Sus rutas de patrulla se superponían entre sí, asegurando que cada guardia apareciera en el campo de visión de al menos tres compañeros al mismo tiempo.
No, no eran dieciocho guardias.
El último guardia era muy astuto y se escondía en un agujero especialmente excavado sobre la pared de la cueva.
El diámetro del agujero era de menos de un metro.
Su entorno era tan liso como un espejo y perpendicular al suelo. No había pared de roca para pararse.
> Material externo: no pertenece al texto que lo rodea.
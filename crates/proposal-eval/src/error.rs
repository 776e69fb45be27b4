use crate::config::ConfigError;
use crate::credentials::CredentialStoreError;
use crate::evaluation::{
    EvaluationServiceError, ExternalScoreError, ReportExportError, WeightConfigError,
};
use crate::telemetry::TelemetryError;
use axum::http::StatusCode;
use axum::response::{IntoResponse, Response};
use axum::Json;
use serde_json::json;
use std::fmt;

#[derive(Debug)]
pub enum AppError {
    Config(ConfigError),
    Telemetry(TelemetryError),
    Io(std::io::Error),
    Server(axum::Error),
    Evaluation(EvaluationServiceError),
    Credentials(CredentialStoreError),
    Scorer(ExternalScoreError),
    Export(ReportExportError),
}

impl fmt::Display for AppError {
    fn fmt(&self, f: &mut fmt::Formatter<'_>) -> fmt::Result {
        match self {
            AppError::Config(err) => write!(f, "configuration error: {}", err),
            AppError::Telemetry(err) => write!(f, "telemetry error: {}", err),
            AppError::Io(err) => write!(f, "io error: {}", err),
            AppError::Server(err) => write!(f, "server error: {}", err),
            AppError::Evaluation(err) => write!(f, "evaluation error: {}", err),
            AppError::Credentials(err) => write!(f, "credential error: {}", err),
            AppError::Scorer(err) => write!(f, "scorer setup error: {}", err),
            AppError::Export(err) => write!(f, "export error: {}", err),
        }
    }
}

impl std::error::Error for AppError {
    fn source(&self) -> Option<&(dyn std::error::Error + 'static)> {
        match self {
            AppError::Config(err) => Some(err),
            AppError::Telemetry(err) => Some(err),
            AppError::Io(err) => Some(err),
            AppError::Server(err) => Some(err),
            AppError::Evaluation(err) => Some(err),
            AppError::Credentials(err) => Some(err),
            AppError::Scorer(err) => Some(err),
            AppError::Export(err) => Some(err),
        }
    }
}

impl IntoResponse for AppError {
    fn into_response(self) -> Response {
        let status = match self {
            AppError::Evaluation(EvaluationServiceError::Batch(_))
            | AppError::Evaluation(EvaluationServiceError::Weights(_))
            | AppError::Credentials(CredentialStoreError::EmptyCredential) => {
                StatusCode::BAD_REQUEST
            }
            AppError::Config(_)
            | AppError::Telemetry(_)
            | AppError::Io(_)
            | AppError::Server(_)
            | AppError::Evaluation(_)
            | AppError::Credentials(_)
            | AppError::Scorer(_)
            | AppError::Export(_) => StatusCode::INTERNAL_SERVER_ERROR,
        };

        let body = Json(json!({ "error": self.to_string() }));
        (status, body).into_response()
    }
}

impl From<ConfigError> for AppError {
    fn from(value: ConfigError) -> Self {
        Self::Config(value)
    }
}

impl From<TelemetryError> for AppError {
    fn from(value: TelemetryError) -> Self {
        Self::Telemetry(value)
    }
}

impl From<std::io::Error> for AppError {
    fn from(value: std::io::Error) -> Self {
        Self::Io(value)
    }
}

impl From<axum::Error> for AppError {
    fn from(value: axum::Error) -> Self {
        Self::Server(value)
    }
}

impl From<EvaluationServiceError> for AppError {
    fn from(value: EvaluationServiceError) -> Self {
        Self::Evaluation(value)
    }
}

impl From<WeightConfigError> for AppError {
    fn from(value: WeightConfigError) -> Self {
        Self::Evaluation(EvaluationServiceError::Weights(value))
    }
}

impl From<CredentialStoreError> for AppError {
    fn from(value: CredentialStoreError) -> Self {
        Self::Credentials(value)
    }
}

impl From<ExternalScoreError> for AppError {
    fn from(value: ExternalScoreError) -> Self {
        Self::Scorer(value)
    }
}

impl From<ReportExportError> for AppError {
    fn from(value: ReportExportError) -> Self {
        Self::Export(value)
    }
}

#[cfg(test)]
mod tests {
    use super::*;
    use crate::evaluation::BatchError;

    #[test]
    fn batch_size_violations_map_to_bad_request() {
        let err = AppError::from(EvaluationServiceError::Batch(BatchError::OutOfRange {
            count: 4,
            min: 2,
            max: 3,
        }));
        assert_eq!(err.into_response().status(), StatusCode::BAD_REQUEST);
    }

    #[test]
    fn storage_failures_map_to_internal_error() {
        let err = AppError::from(CredentialStoreError::Poisoned);
        assert_eq!(
            err.into_response().status(),
            StatusCode::INTERNAL_SERVER_ERROR
        );
    }
}
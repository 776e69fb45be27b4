pub mod config;
pub mod credentials;
pub mod error;
pub mod evaluation;
pub mod telemetry;
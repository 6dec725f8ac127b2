//! Per-run execution context handed to a scan protocol.
//!
//! Bundles the cancel token, the event sender and the timing policy so
//! protocols never wait or report without observing cancellation.

use std::time::{Duration, Instant};
use tokio::sync::mpsc;
use tracing::{debug, warn};
use uuid::Uuid;

use crate::config::{StageConfig, TimingConfig};
use crate::error::{AppResult, DaqError};
use crate::experiment::events::{ScanEvent, ScanMessage, ScanUpdate};
use crate::hardware::cancel::CancelToken;
use crate::hardware::capabilities::Axis;

/// Bound on the uncancellable wait used when returning the axis during
/// cleanup, as a multiple of the travel estimate.
const RETURN_WAIT_FACTOR: u32 = 4;

/// Live context of one scan task.
#[derive(Debug, Clone)]
pub struct ScanContext {
    run_id: Uuid,
    experiment: String,
    cancel: CancelToken,
    events: mpsc::Sender<ScanMessage>,
    timing: TimingConfig,
    stage: StageConfig,
}

impl ScanContext {
    /// Create the context for run `run_id` of `experiment`.
    pub fn new(
        run_id: Uuid,
        experiment: impl Into<String>,
        cancel: CancelToken,
        events: mpsc::Sender<ScanMessage>,
        timing: TimingConfig,
        stage: StageConfig,
    ) -> Self {
        Self {
            run_id,
            experiment: experiment.into(),
            cancel,
            events,
            timing,
            stage,
        }
    }

    /// Run identifier.
    pub fn run_id(&self) -> Uuid {
        self.run_id
    }

    /// Registry label of the experiment.
    pub fn experiment(&self) -> &str {
        &self.experiment
    }

    /// Token observed by every wait.
    pub fn cancel_token(&self) -> &CancelToken {
        &self.cancel
    }

    /// Whether a stop was requested.
    pub fn is_cancelled(&self) -> bool {
        self.cancel.is_cancelled()
    }

    /// Pacing policy.
    pub fn timing(&self) -> &TimingConfig {
        &self.timing
    }

    /// Stage travel heuristic.
    pub fn stage(&self) -> &StageConfig {
        &self.stage
    }

    /// Cancellable sleep; `true` if the full duration elapsed.
    pub async fn sleep(&self, duration: Duration) -> bool {
        if duration.is_zero() {
            return !self.cancel.is_cancelled();
        }
        self.cancel.sleep(duration).await
    }

    /// Send an event to the controller.
    ///
    /// A closed channel means nobody is listening any more; the run is
    /// cancelled so the protocol unwinds through its cleanup.
    pub async fn emit(&self, event: ScanEvent) -> AppResult<()> {
        let message = ScanMessage {
            experiment: self.experiment.clone(),
            event,
        };
        self.events.send(message).await.map_err(|_| {
            self.cancel.cancel();
            DaqError::ScanTask("controller event channel closed".to_string())
        })
    }

    /// Send an acquisition update.
    pub async fn update(&self, update: ScanUpdate) -> AppResult<()> {
        self.emit(ScanEvent::Update(update)).await
    }

    /// Send a status line.
    pub async fn status(&self, text: impl Into<String>) -> AppResult<()> {
        self.emit(ScanEvent::Status { text: text.into() }).await
    }

    /// Command a move and wait for the axis to settle.
    ///
    /// Returns `false` if cancelled while waiting. The travel estimate is a
    /// soft bound: exceeding it is logged once, completion is only ever
    /// confirmed by `is_moving()`.
    pub async fn move_axis(&self, axis: &dyn Axis, target: f64) -> AppResult<bool> {
        let from = axis.pos().await?;
        axis.goto(target).await?;
        let estimate = self.stage.travel_estimate(target - from);
        debug!(experiment = %self.experiment, from, target, ?estimate, "axis move");
        self.wait_settled(axis, target, estimate, true).await
    }

    /// Return the axis during cleanup.
    ///
    /// Ignores cancellation (cleanup runs after a stop) but gives up after a
    /// bounded multiple of the travel estimate.
    pub async fn return_axis(&self, axis: &dyn Axis, target: f64) -> AppResult<()> {
        let from = axis.pos().await?;
        axis.goto(target).await?;
        let estimate = self.stage.travel_estimate(target - from);
        self.wait_settled(axis, target, estimate, false).await?;
        Ok(())
    }

    async fn wait_settled(
        &self,
        axis: &dyn Axis,
        target: f64,
        estimate: Duration,
        cancellable: bool,
    ) -> AppResult<bool> {
        let started = Instant::now();
        let limit = estimate * RETURN_WAIT_FACTOR + Duration::from_secs(1);
        let mut warned = false;

        loop {
            if !axis.is_moving().await? {
                return Ok(true);
            }

            let elapsed = started.elapsed();
            if !warned && elapsed > estimate {
                warn!(
                    experiment = %self.experiment,
                    target,
                    ?estimate,
                    "axis still moving after its travel estimate"
                );
                warned = true;
            }

            if cancellable {
                if !self.cancel.sleep(self.timing.poll_interval()).await {
                    return Ok(false);
                }
            } else {
                if elapsed > limit {
                    warn!(experiment = %self.experiment, target, "gave up waiting for axis");
                    return Ok(false);
                }
                tokio::time::sleep(self.timing.poll_interval()).await;
            }
        }
    }
}

/// Cycling progress-bar sequence.
///
/// Each call to [`ProgressCycle::advance`] yields the next value and wraps
/// around at the end, so repeated sets keep the bar moving.
#[derive(Debug, Clone)]
pub struct ProgressCycle {
    values: Vec<f64>,
    next: usize,
}

impl ProgressCycle {
    /// `total` integer percentages evenly spread over `0..=100`.
    pub fn spread(total: usize) -> Self {
        let values = match total {
            0 => vec![100.0],
            1 => vec![0.0],
            n => (0..n)
                .map(|i| (i as f64 * 100.0 / (n - 1) as f64).trunc())
                .collect(),
        };
        Self { values, next: 0 }
    }

    /// `0, 100/total, ..., 100` in integer percent; the leading zero is
    /// consumed when the bar is reset at scan start.
    pub fn stepped(total: usize) -> Self {
        let total = total.max(1);
        let values = (0..=total).map(|i| (i * 100 / total) as f64).collect();
        Self { values, next: 0 }
    }

    /// Next value.
    pub fn advance(&mut self) -> f64 {
        let value = self.values[self.next % self.values.len()];
        self.next = (self.next + 1) % self.values.len();
        value
    }
}

#[cfg(test)]
mod tests {
    use super::*;
    use crate::hardware::mock::DummyAxis;
    use crate::modules::Module;

    fn context(cancel: CancelToken) -> (ScanContext, mpsc::Receiver<ScanMessage>) {
        let (tx, rx) = mpsc::channel(8);
        let ctx = ScanContext::new(
            Uuid::new_v4(),
            "DAQ Scan",
            cancel,
            tx,
            TimingConfig::immediate(),
            StageConfig::default(),
        );
        (ctx, rx)
    }

    #[tokio::test]
    async fn test_emit_is_addressed() {
        let (ctx, mut rx) = context(CancelToken::new());
        ctx.status("moving").await.unwrap();
        let message = rx.recv().await.unwrap();
        assert_eq!(message.experiment, "DAQ Scan");
        assert_eq!(
            message.event,
            ScanEvent::Status {
                text: "moving".into()
            }
        );
    }

    #[tokio::test]
    async fn test_closed_channel_cancels_run() {
        let (ctx, rx) = context(CancelToken::new());
        drop(rx);
        assert!(ctx.status("nobody home").await.is_err());
        assert!(ctx.is_cancelled());
    }

    #[tokio::test]
    async fn test_move_axis_waits_until_settled() {
        let (ctx, _rx) = context(CancelToken::new());
        let axis = DummyAxis::new().unwrap();
        axis.properties().set_value("speed", 1i64).unwrap();

        assert!(ctx.move_axis(&axis, 200.0).await.unwrap());
        assert!(!axis.is_moving().await.unwrap());
        assert_eq!(axis.pos().await.unwrap(), 200.0);
    }

    #[tokio::test]
    async fn test_move_axis_observes_cancel() {
        let cancel = CancelToken::new();
        let (ctx, _rx) = context(cancel.clone());
        let axis = DummyAxis::new().unwrap();
        axis.properties().set_value("speed", 1i64).unwrap();

        cancel.cancel();
        // 100_000 units at the slow speed takes ten seconds
        let started = Instant::now();
        assert!(!ctx.move_axis(&axis, 100_000.0).await.unwrap());
        assert!(started.elapsed() < Duration::from_secs(2));

        // cleanup still gets the axis home despite the cancel
        axis.properties().set_value("speed", 0i64).unwrap();
        ctx.return_axis(&axis, 0.0).await.unwrap();
        assert_eq!(axis.pos().await.unwrap(), 0.0);
    }

    #[test]
    fn test_progress_spread_cycles() {
        let mut progress = ProgressCycle::spread(3);
        assert_eq!(progress.advance(), 0.0);
        assert_eq!(progress.advance(), 50.0);
        assert_eq!(progress.advance(), 100.0);
        assert_eq!(progress.advance(), 0.0);
    }

    #[test]
    fn test_progress_stepped_integer_percent() {
        let mut progress = ProgressCycle::stepped(3);
        let values: Vec<_> = (0..4).map(|_| progress.advance()).collect();
        assert_eq!(values, vec![0.0, 33.0, 66.0, 100.0]);
    }
}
La entrada de la cueva estaba herméticamente sellada con una placa de blindaje que se usaba específicamente para armas antiaéreas. Solo se expusieron pequeños agujeros para la observación y el tiro.
Había un francotirador.
A través del agujero de observación, podía ver claramente los movimientos de los otros dieciocho guardias.
Incluso si hubiera un intruso que pudiera colarse detrás de cada guardia como un fantasma y cortarles la garganta antes de que se dieran cuenta de lo que estaba pasando, el francotirador lo vería todo.
Además, Meng Chao no tenía dudas de que había algo extraño en su escondite. Estaba conectado a algún tipo de sistema de alarma. Los cambios en sus parámetros fisiológicos fueron monitoreados para determinar si había necesidad de una alarma automática.
Después de todo, los francotiradores estaban extremadamente tranquilos. La mayor parte del tiempo, podían controlar con precisión sus parámetros fisiológicos.
Si su respiración, latidos cardíacos, presión arterial e incluso el contenido de oxígeno en su sangre cambiaran drásticamente debido al ataque de Meng Chao, la alarma sonaría en todo el laboratorio de Blood Flower.
Era un escenario que Meng Chao no quería ver más.
No, los guardias bien entrenados no fueron el final.
Meng Chao también encontró un grupo denso de cámaras de vigilancia, detectores y dispositivos de recopilación de información alrededor de la cueva, incluso dentro y fuera del sistema de tratamiento de aguas residuales.
La densidad de estos dispositivos de vigilancia era como la de un campo minado con minas colocadas repetidamente.
No se usaba necesariamente para protegerse de los intrusos.
Se usó principalmente para monitorear la purificación de aguas residuales, los cambios geológicos alrededor del sistema de purificación y para protegerse contra la destrucción de criaturas mutadas.
La gran mayoría de las criaturas mutadas tenían una inteligencia relativamente avanzada y no se atrevían a ofender la guarida subterránea del dragón y la guarida del tigre.
Sin embargo, bajo la modulación y estimulación de las esporas de la Flor de Sangre, siempre habría algunas criaturas atrevidas e inusuales. Eran como polillas a una llama, buscando su propia perdición.
Ahora, los dispositivos de recopilación de información se habían convertido en un muro de hierro impenetrable frente a Meng Chao.
Meng Chao cerró los ojos y superpuso las rutas de patrulla de cada guardia que acababa de observar, así como el rango de monitoreo de cada sonda de vigilancia de fuente de calor y los dispositivos de recopilación de información. En ese momento, se sorprendió al encontrar una luz escarlata en su campo de visión que representaba «peligro».